• Task goal
The word "HistoryEntry" occurs in some lines of the data. Return each such line.
= = = = = = =
//! TalkBox Data Models
//!
//! 앱 화면 레이어(TypeScript)와 같은 JSON 모양을 쓰는 엔티티 정의

use serde::{Deserialize, Serialize};

/// 저장소에 보관되는 엔티티별 고정 논리 키
#[derive(Debug, Clone, Copy, PartialEq, Eq, Hash)]
pub enum EntityKey {
    Profile,
    Categories,
    History,
    Gallery,
    Settings,
}

impl EntityKey {
    /// 알려진 모든 논리 키
    pub const ALL: [EntityKey; 5] = [
        EntityKey::Profile,
        EntityKey::Categories,
        EntityKey::History,
        EntityKey::Gallery,
        EntityKey::Settings,
    ];

    pub fn as_str(&self) -> &'static str {
        match self {
            EntityKey::Profile => "profile",
            EntityKey::Categories => "categories",
            EntityKey::History => "history",
            EntityKey::Gallery => "gallery",
            EntityKey::Settings => "settings",
        }
    }
}

/// 사용자 프로필 (이름, 연락처, 의료 메모)
#[derive(Debug, Clone, Default, PartialEq, Serialize, Deserialize)]
#[serde(rename_all = "camelCase")]
pub struct Profile {
    pub name: String,
    #[serde(default)]
    pub address: Option<String>,
    #[serde(default)]
    pub phone: Option<String>,
    #[serde(default)]
    pub medical_notes: Option<String>,
    #[serde(default)]
    pub emergency_contacts: Vec<Contact>,
}

/// 비상 연락처
#[derive(Debug, Clone, PartialEq, Serialize, Deserialize)]
#[serde(rename_all = "camelCase")]
pub struct Contact {
    pub name: String,
    pub phone: String,
    #[serde(default)]
    pub relation: Option<String>,
}

/// 문구 카테고리
#[derive(Debug, Clone, PartialEq, Serialize, Deserialize)]
#[serde(rename_all = "camelCase")]
pub struct Category {
    pub id: String,
    pub name: String,
    #[serde(default)]
    pub phrases: Vec<Phrase>,
}

#[derive(Debug, Clone, PartialEq, Serialize, Deserialize)]
pub struct Phrase {
    pub id: String,
    pub text: String,
}

/// 말하기 기록
#[derive(Debug, Clone, PartialEq, Serialize, Deserialize)]
#[serde(rename_all = "camelCase")]
pub struct HistoryEntry {
    pub id: String,
    pub text: String,
    pub spoken_at: i64,
}

impl HistoryEntry {
    pub fn new(text: impl Into<String>) -> Self {
        Self {
            id: uuid::Uuid::new_v4().to_string(),
            text: text.into(),
            spoken_at: chrono::Utc::now().timestamp_millis(),
        }
    }
}

/// 그림 카드
#[derive(Debug, Clone, PartialEq, Serialize, Deserialize)]
#[serde(rename_all = "camelCase")]
pub struct GalleryItem {
    pub id: String,
    pub label: String,
    pub image_uri: String,
}

/// 음성/표시 설정
#[derive(Debug, Clone, PartialEq, Serialize, Deserialize)]
#[serde(rename_all = "camelCase")]
pub struct Settings {
    pub speech_rate: f32,
    #[serde(default)]
    pub voice: Option<String>,
    pub text_size: u8,
}

impl Default for Settings {
    fn default() -> Self {
        Self {
            speech_rate: 1.0,
            voice: None,
            text_size: 18,
        }
    }
}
= = = = = = =
• Written solution
pub struct HistoryEntry {
impl HistoryEntry {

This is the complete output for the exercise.